Kalliney Awarded Guggenheim Fellowship
By Gail Hairston
The John Simon Guggenheim Memorial Foundation announced Friday that University of Kentucky’s Peter Joseph Kalliney and 172 other scholars, artists and scientists in the United States and Canada have received a coveted Guggenheim Fellowship.
According to the foundation’s announcement, successful candidates were appointed on the basis of “prior achievement and exceptional promise.”
“It’s exciting to name 173 new Guggenheim Fellows,” said the President of the Guggenheim Foundation Edward Hirsch in a media release. “These artists and writers, scholars and scientists, represent the best of the best. Each year since (its establishment in) 1925, the Guggenheim Foundation has bet everything on the individual, and we’re thrilled to continue to do so with this wonderfully talented and diverse group. It’s an honor to be able to support these individuals to do the work they were meant to do.”
Over its 92-year history, the foundation has granted more than $350 million in fellowships to over 18,000 artists, scholars in the humanities and social sciences, and scientific researchers. The list includes scores of Nobel laureates, Fields medalists, Turing Award winners, poets laureate, members of the various national academies, winners of the Pulitzer Prize, and other important, internationally recognized honors.
“The extremely competitive Guggenheim Fellowship is a tremendous recognition of Peter’s scholarship,” said Professor Jeffory Clymer, chair of the UK Department of English. “He is the model of a scholar-teacher, whose research enriches his teaching of our undergraduate and graduate students. The Guggenheim Fellowship will support his new research on global English literature during the Cold War, and via his teaching will translate directly for our students into their understanding of literature’s role in world politics.”

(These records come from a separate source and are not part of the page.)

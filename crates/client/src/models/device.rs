//! Device models.
//!
//! Responsibilities:
//! - Decode the `DeviceRouter.getDevices` result and scan it by name.
//! - Describe production states and the parameters of device mutations.
//!
//! Invariants:
//! - Device records keep every field Zenoss returns; only `name` is required.
//! - A found device serializes flat, with the listing's `hash` beside the record's fields.

use serde::{Deserialize, Serialize};
use serde_json::{Map, Value};
use std::fmt;
use std::str::FromStr;
use zenoss_config::constants::{DEFAULT_COLLECTOR, DEFAULT_PRODUCTION_STATE};

/// Root of the device tree, used as the listing scope.
pub const DEVICES_ROOT_UID: &str = "/zport/dmd/Devices";

/// Device class used for Linux hosts when none is given.
pub const LINUX_DEVICE_CLASS: &str = "/Server/Linux";

/// A device as listed by Zenoss.
#[derive(Debug, Clone, PartialEq, Serialize, Deserialize)]
pub struct DeviceRecord {
    pub name: String,
    #[serde(default, skip_serializing_if = "Option::is_none")]
    pub uid: Option<String>,
    #[serde(flatten)]
    pub extra: Map<String, Value>,
}

impl DeviceRecord {
    pub fn new(name: impl Into<String>) -> Self {
        Self {
            name: name.into(),
            uid: None,
            extra: Map::new(),
        }
    }
}

/// Result of `DeviceRouter.getDevices`.
#[derive(Debug, Clone, Deserialize)]
pub struct DeviceList {
    pub devices: Vec<DeviceRecord>,
    pub hash: String,
}

impl DeviceList {
    /// First device whose name equals `name` exactly, paired with the listing hash.
    pub fn find(&self, name: &str) -> Option<FoundDevice> {
        self.devices
            .iter()
            .find(|device| device.name == name)
            .map(|device| FoundDevice {
                device: device.clone(),
                hash: self.hash.clone(),
            })
    }
}

/// A matched device plus the hash of the listing it came from.
#[derive(Debug, Clone, PartialEq, Serialize)]
pub struct FoundDevice {
    #[serde(flatten)]
    pub device: DeviceRecord,
    pub hash: String,
}

/// Zenoss production state.
///
/// Any integer is accepted; the well-known values have names.
#[derive(Debug, Clone, Copy, PartialEq, Eq, Hash, Serialize, Deserialize)]
#[serde(transparent)]
pub struct ProductionState(pub i32);

impl ProductionState {
    pub const PRODUCTION: Self = Self(1000);
    pub const PRE_PRODUCTION: Self = Self(500);
    pub const TEST: Self = Self(400);
    pub const MAINTENANCE: Self = Self(300);
    pub const DECOMMISSIONED: Self = Self(-1);

    /// Name of a well-known state.
    pub fn name(&self) -> Option<&'static str> {
        match *self {
            Self::PRODUCTION => Some("Production"),
            Self::PRE_PRODUCTION => Some("Pre-Production"),
            Self::TEST => Some("Test"),
            Self::MAINTENANCE => Some("Maintenance"),
            Self::DECOMMISSIONED => Some("Decommissioned"),
            _ => None,
        }
    }
}

impl Default for ProductionState {
    fn default() -> Self {
        Self(DEFAULT_PRODUCTION_STATE)
    }
}

impl fmt::Display for ProductionState {
    fn fmt(&self, f: &mut fmt::Formatter<'_>) -> fmt::Result {
        match self.name() {
            Some(name) => write!(f, "{} ({})", name, self.0),
            None => write!(f, "{}", self.0),
        }
    }
}

/// Error returned when a production state string is neither a name nor an integer.
#[derive(Debug, Clone, PartialEq, Eq, thiserror::Error)]
#[error(
    "invalid production state '{0}' (expected production, pre-production, test, maintenance, decommissioned or an integer)"
)]
pub struct ParseProductionStateError(pub String);

impl FromStr for ProductionState {
    type Err = ParseProductionStateError;

    fn from_str(s: &str) -> Result<Self, Self::Err> {
        let trimmed = s.trim();
        match trimmed.to_ascii_lowercase().as_str() {
            "production" => Ok(Self::PRODUCTION),
            "pre-production" | "preproduction" => Ok(Self::PRE_PRODUCTION),
            "test" => Ok(Self::TEST),
            "maintenance" => Ok(Self::MAINTENANCE),
            "decommissioned" => Ok(Self::DECOMMISSIONED),
            other => other
                .parse::<i32>()
                .map(Self)
                .map_err(|_| ParseProductionStateError(trimmed.to_string())),
        }
    }
}

/// Default device class for a host kernel, if one is known.
pub fn device_class_for_kernel(kernel: &str) -> Option<&'static str> {
    kernel
        .eq_ignore_ascii_case("linux")
        .then_some(LINUX_DEVICE_CLASS)
}

/// Options for adding a device.
#[derive(Debug, Clone, PartialEq)]
pub struct AddDeviceOptions {
    /// Device class path; derived from the kernel when `None`.
    pub device_class: Option<String>,
    pub collector: String,
    pub production_state: ProductionState,
}

impl Default for AddDeviceOptions {
    fn default() -> Self {
        Self {
            device_class: None,
            collector: DEFAULT_COLLECTOR.to_string(),
            production_state: ProductionState::default(),
        }
    }
}

/// Parameters of `DeviceRouter.getDevices`.
#[derive(Debug, Clone, Serialize)]
pub struct GetDevicesParams {
    pub uid: String,
    pub params: Map<String, Value>,
    pub limit: Option<u32>,
}

impl Default for GetDevicesParams {
    fn default() -> Self {
        Self {
            uid: DEVICES_ROOT_UID.to_string(),
            params: Map::new(),
            limit: None,
        }
    }
}

/// Parameters of `DeviceRouter.addDevice`.
#[derive(Debug, Clone, Serialize)]
#[serde(rename_all = "camelCase")]
pub struct AddDeviceParams {
    pub device_name: String,
    pub device_class: String,
    pub model: bool,
    pub collector: String,
    pub production_state: ProductionState,
}

/// Parameters of `DeviceRouter.setProductionState`.
#[derive(Debug, Clone, Serialize)]
pub struct ProductionStateUpdate {
    pub uids: Vec<String>,
    #[serde(rename = "prodState")]
    pub prod_state: ProductionState,
    pub hashcheck: String,
}

#[cfg(test)]
mod tests {
    use super::*;
    use serde_json::json;

    fn listing() -> DeviceList {
        serde_json::from_value(json!({
            "devices": [
                {"name": "hostname1"},
                {"name": "hostname2", "uid": "/zport/dmd/Devices/Server/Linux/devices/hostname2"}
            ],
            "hash": "47ebaaf096c749c92597f05bde625f1e"
        }))
        .unwrap()
    }

    #[test]
    fn test_find_returns_record_with_hash() {
        let found = listing().find("hostname1").unwrap();
        assert_eq!(
            serde_json::to_value(&found).unwrap(),
            json!({"name": "hostname1", "hash": "47ebaaf096c749c92597f05bde625f1e"})
        );
    }

    #[test]
    fn test_find_absent() {
        assert!(listing().find("hostname3").is_none());
        assert!(listing().find("HOSTNAME1").is_none());
    }

    #[test]
    fn test_extra_fields_preserved() {
        let list: DeviceList = serde_json::from_value(json!({
            "devices": [{"name": "web01", "ipAddressString": "10.0.0.5", "productionState": 1000}],
            "hash": "h"
        }))
        .unwrap();
        let found = list.find("web01").unwrap();
        assert_eq!(found.device.extra["ipAddressString"], "10.0.0.5");
        let value = serde_json::to_value(&found).unwrap();
        assert_eq!(value["productionState"], 1000);
        assert_eq!(value["hash"], "h");
    }

    fn parse(s: &str) -> ProductionState {
        s.parse().unwrap()
    }

    #[test]
    fn test_production_state_parse() {
        assert_eq!(parse("production"), ProductionState::PRODUCTION);
        assert_eq!(parse("Pre-Production"), ProductionState::PRE_PRODUCTION);
        assert_eq!(parse("maintenance"), ProductionState::MAINTENANCE);
        assert_eq!(parse("-1"), ProductionState::DECOMMISSIONED);
        assert_eq!(parse("250"), ProductionState(250));
        assert!("sometimes".parse::<ProductionState>().is_err());
    }

    #[test]
    fn test_production_state_display() {
        assert_eq!(ProductionState::TEST.to_string(), "Test (400)");
        assert_eq!(ProductionState(250).to_string(), "250");
    }

    #[test]
    fn test_device_class_for_kernel() {
        assert_eq!(device_class_for_kernel("Linux"), Some("/Server/Linux"));
        assert_eq!(device_class_for_kernel("linux"), Some("/Server/Linux"));
        assert_eq!(device_class_for_kernel("windows"), None);
    }

    #[test]
    fn test_mutation_params_shape() {
        let add = AddDeviceParams {
            device_name: "web01".to_string(),
            device_class: "/Server/Linux".to_string(),
            model: true,
            collector: "localhost".to_string(),
            production_state: ProductionState::default(),
        };
        assert_eq!(
            serde_json::to_value(&add).unwrap(),
            json!({
                "deviceName": "web01",
                "deviceClass": "/Server/Linux",
                "model": true,
                "collector": "localhost",
                "productionState": 1000
            })
        );

        let update = ProductionStateUpdate {
            uids: vec!["/zport/dmd/Devices/web01".to_string()],
            prod_state: ProductionState::MAINTENANCE,
            hashcheck: "h".to_string(),
        };
        assert_eq!(
            serde_json::to_value(&update).unwrap(),
            json!({"uids": ["/zport/dmd/Devices/web01"], "prodState": 300, "hashcheck": "h"})
        );

        assert_eq!(
            serde_json::to_value(GetDevicesParams::default()).unwrap(),
            json!({"uid": "/zport/dmd/Devices", "params": {}, "limit": null})
        );
    }
}
//! CLI argument definitions and parsing.
//!
//! Responsibilities:
//! - Define the CLI structure using clap derive macros.
//! - Provide config path resolution helpers.
//!
//! Non-responsibilities:
//! - Does not execute commands (see `dispatch` module).

use clap::{Parser, Subcommand};
use std::path::{Path, PathBuf};
use zenoss_client::ProductionState;
use zenoss_config::env_var_or_none;

use crate::formatters::OutputFormat;

#[derive(Parser)]
#[command(name = "zenoss-cli")]
#[command(about = "Zenoss CLI - Find and manage Zenoss devices from the command line", long_about = None)]
#[command(version)]
#[command(
    after_help = "Examples:\n  zenoss-cli find-device web01.example.com\n  zenoss-cli --output yaml find-device web01.example.com\n  zenoss-cli device-exists web01.example.com\n  zenoss-cli add-device web02.example.com --device-class /Server/Linux --prod-state pre-production\n  zenoss-cli set-prod-state web01.example.com maintenance\n  zenoss-cli --profile prod find-device db01\n"
)]
pub struct Cli {
    /// Zenoss hostname, optionally with an http:// or https:// scheme
    #[arg(long, global = true, env = "ZENOSS_HOSTNAME")]
    pub hostname: Option<String>,

    /// Username for basic authentication
    #[arg(short, long, global = true, env = "ZENOSS_USERNAME")]
    pub username: Option<String>,

    /// Password for basic authentication
    #[arg(short, long, global = true, env = "ZENOSS_PASSWORD", hide_env_values = true)]
    pub password: Option<String>,

    /// API key sent as z-api-key (preferred over username/password)
    #[arg(short, long, global = true, env = "ZENOSS_API_KEY", hide_env_values = true)]
    pub api_key: Option<String>,

    /// Request timeout in seconds
    #[arg(long, global = true, env = "ZENOSS_TIMEOUT")]
    pub timeout: Option<u64>,

    /// Profile name to load from config file
    #[arg(long, global = true, env = "ZENOSS_PROFILE")]
    pub profile: Option<String>,

    /// Path to a custom configuration file (overrides default location)
    #[arg(long, global = true, env = "ZENOSS_CONFIG_PATH", value_name = "FILE")]
    pub config_path: Option<PathBuf>,

    /// Output format
    #[arg(short, long, global = true, value_enum, default_value_t = OutputFormat::Table)]
    pub output: OutputFormat,

    /// OTLP endpoint for exporting traces (e.g., http://localhost:4317)
    #[arg(long, global = true, env = "ZENOSS_OTLP_ENDPOINT")]
    pub otlp_endpoint: Option<String>,

    /// Service name reported with exported traces
    #[arg(long, global = true, env = "OTEL_SERVICE_NAME")]
    pub otel_service_name: Option<String>,

    /// Serve Prometheus metrics on this address (e.g., 127.0.0.1:9090)
    #[arg(long, global = true, env = "ZENOSS_METRICS_BIND", value_name = "ADDR")]
    pub metrics_bind: Option<String>,

    #[command(subcommand)]
    pub command: Commands,
}

#[derive(Subcommand)]
pub enum Commands {
    /// Find a device by exact name and print it with the listing hash
    FindDevice {
        /// Device name as known to Zenoss
        name: String,
    },

    /// Print whether a device exists
    DeviceExists {
        /// Device name as known to Zenoss
        name: String,
    },

    /// Add a device and have Zenoss model it
    AddDevice {
        /// Device name (usually the fully qualified hostname)
        name: String,

        /// Device class path; defaults to /Server/Linux on Linux hosts
        #[arg(long, value_name = "CLASS")]
        device_class: Option<String>,

        /// Collector to monitor the device from
        #[arg(long, default_value = "localhost")]
        collector: String,

        /// Initial production state (name or integer)
        #[arg(long, default_value = "production", allow_hyphen_values = true)]
        prod_state: ProductionState,
    },

    /// Change a device's production state
    SetProdState {
        /// Device name as known to Zenoss
        name: String,

        /// New production state: production, pre-production, test, maintenance,
        /// decommissioned, or an integer
        #[arg(allow_hyphen_values = true)]
        state: ProductionState,
    },
}

/// Returns true if the path is empty or contains only whitespace.
pub(crate) fn path_is_blank(path: &Path) -> bool {
    path.to_string_lossy().trim().is_empty()
}

/// Ignore blank config paths so an empty flag or variable cannot clobber the default.
pub fn resolve_config_path(path: Option<PathBuf>) -> Option<PathBuf> {
    path.filter(|p| !path_is_blank(p)).or_else(|| {
        env_var_or_none("ZENOSS_CONFIG_PATH")
            .map(PathBuf::from)
            .filter(|p| !path_is_blank(p))
    })
}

Kalliney is UK’s William J. and Nina B. Tuggle Chair in English and the associate chair of his department in the College of Arts and Sciences. Specializing in 20th-century literature in English, Kalliney is the author of three books on the literatures of decolonization. His Guggenheim Fellowship was awarded to support his current research and book endeavor, “Bandung Generation: Literature, Decolonization, and the Aesthetic Cold War.” The project focuses on the efforts of the U.S. and Soviet Union to influence the emergence of global literature in English in the decades after World War II.
“For most of the 20th century, the dominant aesthetic debate, globally, was between those who believed in complete aesthetic autonomy and those who argued for a realist literature that serves political and social ends. I consider how the terms of this debate, and the quest for aesthetic nonalignment in the Cold War, facilitated the emergence of colonial and postcolonial literature in a global literary context,” Kalliney said.
“Late colonial and early postcolonial writers had some of the most perceptive things to say about this aesthetic debate because they were not enamored of either side. Whereas nearly all the existing studies of the Cold War focus on Western European, North American and Soviet writing, this project will turn our attention to what is sometimes called the Global South.
“The Cold War is a pivotal but poorly understood episode in the globalization of literary production. The immersion of writers from what was then called the Third World into global literary space happened in the laboratory of an aesthetic and political Cold War,” he added.